Review Of PBS NATURE Documentary Thin Green Line
By Robert Deyes
ARN Correspondent
For those who take issue with the rather blase application of evolution to every aspect of biology, Public Television's recent showing of Thin Green Line is bound to have raised hackles. Few nature documentaries that I have seen begin with quite the same density of evolutionary suppositions. We are told for example that amphibians were the first of our ancestors to venture out of the water and that they have since evolved 'into an explosion of species'. By the same token frogs are made out to be evolutionary gems that over the millennia adapted to live alongside dinosaurs, survive asteroid impacts and withstand the rigors of the ice age. Yet herein lies the irony. For despite all their supposed evolving and adapting, amphibians today have been unable to keep up with the more recent pace of environmental change.
Indeed evolutionary just-so stories aside, Thin Green Line provided important yet deeply troubling details about a tragedy that is unfolding beneath our very eyes- one that is unprecedented in its sheer scale. A third of all amphibian species across the globe are currently in decline and half of all amphibian species may eventually disappear altogether. Like many environmental tragedies, human activity is partly to blame. Spade-Foot toads in Cape Cod for example are being edged out by an increase in road construction while the Mountain Yellow-Legged frogs of America's Yosemite National Park have only recently recovered from a hard-fought battle against fish that were introduced by recreational fishers in the early 1900's (Ref 1).

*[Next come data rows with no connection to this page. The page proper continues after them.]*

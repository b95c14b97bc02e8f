//! Key-value store adapter
//!
//! The repository and leaderboard only need a handful of primitives: hash
//! set/get, sorted-set add/range, and a key-pattern scan. `KeyValueStore`
//! captures exactly those so the Redis client can be swapped for the
//! in-memory store in tests.

use async_trait::async_trait;
use std::collections::HashMap;

use crate::Result;

mod keys;
mod memory;
#[cfg(feature = "redis")]
mod redis_store;

pub use keys::KeySpace;
pub use memory::MemoryStore;
#[cfg(feature = "redis")]
pub use redis_store::RedisStore;

/// Store primitives used by the quiz service
///
/// Every call is attempted once. Implementations report connectivity
/// problems as `Error::StoreUnavailable`.
#[async_trait]
pub trait KeyValueStore: Send + Sync {
    /// Set every `(field, value)` pair on the hash at `key`, creating it if needed
    async fn hset_multiple(&self, key: &str, fields: &[(&str, String)]) -> Result<()>;

    /// All fields of the hash at `key` (empty if the key does not exist)
    async fn hgetall(&self, key: &str) -> Result<HashMap<String, String>>;

    /// Add `member` to the sorted set at `key` with `score`
    ///
    /// Re-adding an existing member only updates its score.
    async fn zadd(&self, key: &str, member: &str, score: i64) -> Result<()>;

    /// Members ranked `start..=stop` by ascending score (Redis `ZRANGE` semantics)
    async fn zrange(&self, key: &str, start: isize, stop: isize) -> Result<Vec<String>>;

    /// All keys matching a glob `pattern` (only `*` wildcards are used)
    async fn scan_keys(&self, pattern: &str) -> Result<Vec<String>>;
}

As the demand for new housing continues to rise across the world, amphibians are facing survival challenges on every front. Yale University's David Skelly claims that 21% of frogs in suburban ponds across the United States suffer from reproductive deformities (Ref 2). Synthetic oestrogens released into US water ways are thought to be at the heart of the problem. Tyrone Hayes from UC Berkeley is likewise adamant that agricultural run-offs are responsible for causing immunosuppression in tadpoles (Ref 3). But these issues by no means provide the full story. Dr Roland Knapp from the Aquatic Research Laboratory in Sierra Nevada has shed light on a much more insidious problem- one brought about by a fungus called Chytrid (Ref 1).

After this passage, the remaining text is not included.